New Gene Delivery System Seen to Effectively Treat Endometriosis in an Animal Model

New Gene Delivery System Seen to Effectively Treat Endometriosis in an Animal Model

Researchers at the Shanghai Jiao Tong University, in China, synthesized a gene delivery system that effectively to treat endometriosis. Their work, detailed in the study “Hyaluronic acid reagent functional chitosan-PEI conjugate with AQP2-siRNA suppressed endometriotic lesion formation,” was published in the International Journal of Nanomedicine.

Endometriosis is a condition characterized by the growth of the uterus lining tissue outside the uterus, causing chronic pelvic pain and infertility in women. The mechanisms and pathophysiology of endometriosis, however, are still unclear.

Current clinical treatment includes the surgical removal of endometriotic tissue and uterus, or drugs that regulate the production of the cyclic ovarian hormones. But drugs — like progesterone, gonadotropin-releasing hormone, danazol, angiogenesis disruption, and antitumor necrosis factor-alpha inhibitors — are often associated with a number of adverse effects that limit their long-term use.  Identifying new treatment candidates is of importance.

Researchers synthesized a novel polymeric nanoparticle gene delivery system based on polyethylenimine-grafted chitosan oligosaccharide (CSO-PEI), coupled with hyaluronic acid (HA) and small interfering RNA (siRNA) to form (CSO-PEI/siRNA) HA drug particles. Importantly, HA is widely distributed throughout connective, epithelial, and neural tissues.

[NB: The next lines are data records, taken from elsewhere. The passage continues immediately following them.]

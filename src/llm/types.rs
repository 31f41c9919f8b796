use serde::{Deserialize, Serialize};

/// One conversation turn in the Gemini wire format.
#[derive(Debug, Clone, Serialize, Deserialize)]
pub struct Content {
    pub role: String,
    pub parts: Vec<Part>,
}

impl Content {
    pub fn user(text: impl Into<String>) -> Self {
        Self {
            role: "user".to_string(),
            parts: vec![Part {
                text: text.into(),
            }],
        }
    }

    pub fn model(text: impl Into<String>) -> Self {
        Self {
            role: "model".to_string(),
            parts: vec![Part {
                text: text.into(),
            }],
        }
    }
}

#[derive(Debug, Clone, Serialize, Deserialize)]
pub struct Part {
    pub text: String,
}

#[derive(Debug, Clone, Serialize)]
#[serde(rename_all = "camelCase")]
pub struct GenerationConfig {
    #[serde(skip_serializing_if = "Option::is_none")]
    pub response_mime_type: Option<String>,
    #[serde(skip_serializing_if = "Option::is_none")]
    pub response_schema: Option<serde_json::Value>,
    /// Zero for deterministic extraction and analysis alike.
    pub temperature: f32,
}

#[derive(Debug, Clone, Serialize)]
#[serde(rename_all = "camelCase")]
pub struct GenerateContentRequest {
    pub contents: Vec<Content>,
    #[serde(skip_serializing_if = "Option::is_none")]
    pub system_instruction: Option<Content>,
    pub generation_config: GenerationConfig,
}

#[derive(Debug, Clone, Deserialize)]
pub struct GenerateContentResponse {
    pub candidates: Option<Vec<Candidate>>,
}

#[derive(Debug, Clone, Deserialize)]
pub struct Candidate {
    pub content: Option<CandidateContent>,
}

#[derive(Debug, Clone, Deserialize)]
pub struct CandidateContent {
    #[serde(default)]
    pub parts: Vec<Part>,
}

impl GenerateContentResponse {
    /// Concatenated text of the first candidate, if any.
    pub fn first_text(&self) -> Option<String> {
        let parts = &self
            .candidates
            .as_ref()?
            .first()?
            .content
            .as_ref()?
            .parts;
        if parts.is_empty() {
            return None;
        }
        Some(
            parts
                .iter()
                .map(|p| p.text.as_str())
                .collect::<Vec<_>>()
                .join(""),
        )
    }
}
use crate::error::{ExpenseTrackerError, Result};
use crate::llm::types::*;
use futures::StreamExt;
use log::{debug, error};
use reqwest::Client;
use std::time::Duration;
use tokio::sync::mpsc;

const GEMINI_BASE_URL: &str = "https://generativelanguage.googleapis.com/v1beta";

/// How long a single-shot generation may take before it is abandoned. The
/// call gates a user-visible HTTP response, so it has to be bounded.
const REQUEST_TIMEOUT: Duration = Duration::from_secs(40);

const STREAM_CHANNEL_CAPACITY: usize = 32;

#[derive(Clone)]
pub struct GeminiClient {
    client: Client,
    api_key: String,
    base_url: String,
}

impl GeminiClient {
    pub fn new(api_key: String) -> Self {
        Self {
            client: Client::new(),
            api_key,
            base_url: GEMINI_BASE_URL.to_string(),
        }
    }

    /// Points the client at a different endpoint, for tests against a local
    /// stand-in server.
    pub fn with_base_url(mut self, base_url: impl Into<String>) -> Self {
        self.base_url = base_url.into();
        self
    }

    /// Single-shot strict-JSON generation. Deterministic sampling; the
    /// response schema, when given, is enforced server-side by the API.
    pub async fn generate_content(
        &self,
        model: &str,
        system_prompt: &str,
        messages: Vec<Content>,
        response_schema: Option<serde_json::Value>,
    ) -> Result<String> {
        let url = format!(
            "{}/models/{}:generateContent?key={}",
            self.base_url, model, self.api_key
        );

        let payload = GenerateContentRequest {
            contents: messages,
            system_instruction: Some(Content::user(system_prompt)),
            generation_config: GenerationConfig {
                response_mime_type: Some("application/json".to_string()),
                response_schema,
                temperature: 0.0,
            },
        };

        let res = self
            .client
            .post(&url)
            .timeout(REQUEST_TIMEOUT)
            .json(&payload)
            .send()
            .await?;

        let status = res.status();
        if !status.is_success() {
            let err_text = res.text().await.unwrap_or_default();
            return Err(ExpenseTrackerError::ExtractionUnavailable(format!(
                "Gemini API error (status {}): {}",
                status, err_text
            )));
        }

        let body: GenerateContentResponse = res.json().await?;
        body.first_text().ok_or_else(|| {
            ExpenseTrackerError::ExtractionUnavailable("model returned no text".to_string())
        })
    }

    /// Streaming generation over SSE. Text chunks arrive on the returned
    /// channel as the model produces them; a transport failure mid-stream is
    /// delivered as a final `Err` item. Dropping the receiver stops the
    /// producer and releases the connection.
    pub async fn stream_generate_content(
        &self,
        model: &str,
        system_prompt: &str,
        messages: Vec<Content>,
    ) -> Result<mpsc::Receiver<Result<String>>> {
        let url = format!(
            "{}/models/{}:streamGenerateContent?alt=sse&key={}",
            self.base_url, model, self.api_key
        );

        let payload = GenerateContentRequest {
            contents: messages,
            system_instruction: Some(Content::user(system_prompt)),
            generation_config: GenerationConfig {
                response_mime_type: None,
                response_schema: None,
                temperature: 0.0,
            },
        };

        let res = self.client.post(&url).json(&payload).send().await?;

        let status = res.status();
        if !status.is_success() {
            let err_text = res.text().await.unwrap_or_default();
            return Err(ExpenseTrackerError::ExtractionUnavailable(format!(
                "Gemini API error (status {}): {}",
                status, err_text
            )));
        }

        let (tx, rx) = mpsc::channel(STREAM_CHANNEL_CAPACITY);

        tokio::spawn(async move {
            let mut bytes = res.bytes_stream();
            // Byte buffer: a multi-byte character may straddle two network
            // chunks, so decoding only happens on complete lines.
            let mut buffer: Vec<u8> = Vec::new();

            while let Some(item) = bytes.next().await {
                let chunk = match item {
                    Ok(chunk) => chunk,
                    Err(e) => {
                        error!("SSE transport error: {}", e);
                        let _ = tx.send(Err(ExpenseTrackerError::HttpError(e))).await;
                        return;
                    }
                };

                buffer.extend_from_slice(&chunk);

                while let Some(newline) = buffer.iter().position(|&b| b == b'\n') {
                    let line = String::from_utf8_lossy(&buffer[..newline])
                        .trim()
                        .to_string();
                    buffer.drain(..=newline);

                    let Some(data) = line.strip_prefix("data:") else {
                        continue;
                    };
                    let data = data.trim();
                    if data.is_empty() || data == "[DONE]" {
                        continue;
                    }

                    match serde_json::from_str::<GenerateContentResponse>(data) {
                        Ok(event) => {
                            if let Some(text) = event.first_text() {
                                if tx.send(Ok(text)).await.is_err() {
                                    // Receiver gone: the caller disconnected.
                                    debug!("stream consumer dropped, stopping producer");
                                    return;
                                }
                            }
                        }
                        Err(e) => {
                            error!("unparseable SSE event: {}", e);
                            let _ = tx
                                .send(Err(ExpenseTrackerError::SerializationError(e)))
                                .await;
                            return;
                        }
                    }
                }
            }
        });

        Ok(rx)
    }
}
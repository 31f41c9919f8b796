use chrono::NaiveDate;
use schemars::JsonSchema;
use serde::{Deserialize, Serialize};
use uuid::Uuid;

/// Sentinel used when the speaker never mentioned how they paid.
pub const PAYMENT_METHOD_UNKNOWN: &str = "Not informed";

/// A persisted expense. Created exactly once, never updated.
#[derive(Debug, Clone, PartialEq, Serialize, Deserialize)]
pub struct Expense {
    pub id: Uuid,
    pub user_id: String,
    /// Whole minor-currency units. Never floating point.
    pub amount_cents: i64,
    pub description: String,
    pub payment_method: String,
    /// Calendar date of the expense; no time-of-day semantics.
    pub date: NaiveDate,
    /// Original utterance, kept for auditing the extraction step.
    pub raw_text: Option<String>,
}

/// The shape the extraction model is asked to return, decoded strictly at the
/// collaborator boundary. Nothing here persists until it passes validation.
#[derive(Debug, Clone, Serialize, Deserialize, JsonSchema)]
pub struct CandidateExpense {
    #[schemars(
        description = "Amount in integer cents, e.g. 18,70 becomes 1870. Null when no amount was found."
    )]
    pub amount_cents: Option<i64>,

    #[schemars(
        description = "What was bought, with merchant or context when available, e.g. \"Handbag at Shein\". \"No description\" when nothing was said."
    )]
    pub description: String,

    #[schemars(description = "Purchase date in YYYY-MM-DD. Today's date when no date was spoken.")]
    pub date: String,

    #[schemars(
        description = "How it was paid: Credit, Debit, Pix, Cash, etc. Omit when not mentioned."
    )]
    pub payment_method: Option<String>,
}

/// A candidate that passed validation and is bound to its owner. This is the
/// only input the store accepts.
#[derive(Debug, Clone, PartialEq)]
pub struct NewExpense {
    pub user_id: String,
    pub amount_cents: i64,
    pub description: String,
    pub payment_method: String,
    pub date: NaiveDate,
    pub raw_text: Option<String>,
}
use chrono::NaiveDate;

/// System instruction for the extraction call. The reference date is injected
/// so spoken phrases like "yesterday" or an omitted date resolve correctly in
/// the speaker's timezone.
pub fn extraction_prompt(reference_date: NaiveDate) -> String {
    format!(
        "You are a financial assistant transcribing voice-captured expenses.\n\
         Today is {today} (use it when no date is spoken).\n\
         \n\
         The text comes from speech-to-text and may contain misheard words.\n\
         Correct common misrecognitions of payment methods and brand names from\n\
         context (e.g. \"pics\" -> Pix, \"shopp\" -> Shopee, \"chain\" -> Shein).\n\
         Keep \"shopping\" when it refers to the mall itself.\n\
         \n\
         Return ONLY a strict JSON object with these fields:\n\
         - amount_cents: integer cents, e.g. 18,70 becomes 1870. null when no amount was found.\n\
         - description: what was bought, enriched with merchant or context when\n\
           available (e.g. \"Handbag at Shein\", not just \"handbag\"). Use\n\
           \"No description\" when nothing was said about the purchase.\n\
         - date: YYYY-MM-DD of the purchase.\n\
         - payment_method: Credit, Debit, Pix, Cash, etc. Omit when not mentioned.",
        today = reference_date.format("%Y-%m-%d")
    )
}

/// Persona for the spending commentary stream. Fixed wording keeps the tone
/// consistent across requests; determinism comes from zero temperature.
pub const ANALYST_PERSONA: &str = "You are a candid, slightly witty personal finance advisor.\n\
     You receive a JSON list of a user's expenses for a period, each with a\n\
     date (DD/MM/YYYY), a display amount, a description and a payment method.\n\
     Write a short narrative analysis in plain text: overall spending picture,\n\
     the categories or merchants that dominate, anything unusual, and one or\n\
     two practical suggestions. No markdown tables, no JSON, no preamble.";

pub fn analysis_request(report_json: &str) -> String {
    format!("Expenses for the period:\n{}", report_json)
}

While the results from particle size analysis suggested that the addition of HA to CSO-PEI/siRNA did not influence the particle size, fluorescence data revealed that accumulation of (CSO-PEI/siRNA) HA in the tissue was more noticeable than CSO-PEI/siRNA. This is induced by the particular binding of HA to an antigen called CD44, involved in many cellular functions, including interaction, adhesion, and migration of cells.

Other results showed that the (CSO-PEI/siRNA) HA nanoparticles significantly reduced endometriotic lesion sizes, and administration of (CSO-PEI/siRNA) HA to a rat model of endometriosis reduced expression of CD44 in their epithelial cells.

Finally, electron microscopy studies depicted no obvious toxic effect of (CSO-PEI/siRNA) HA on the reproductive organs. “(CSO-PEI/siRNA)HA gene delivery system can be used as an effective method for the treatment of endometriosis,” the authors wrote.

“As for the effect, the dose of (CSO-PEI/siRNA)HA might be a key part influencing the result. In contrast, the nanoparticle improves the holding of siRNA in the [animal] organ and performs significant knockdown in the target gene expression for at least 10 days using a single dose of intravenous injection. In this study, only one dose of (CSO-PEI/siRNA)HA was used, and more doses and plurality of time points need to be studied in the next study,” they concluded.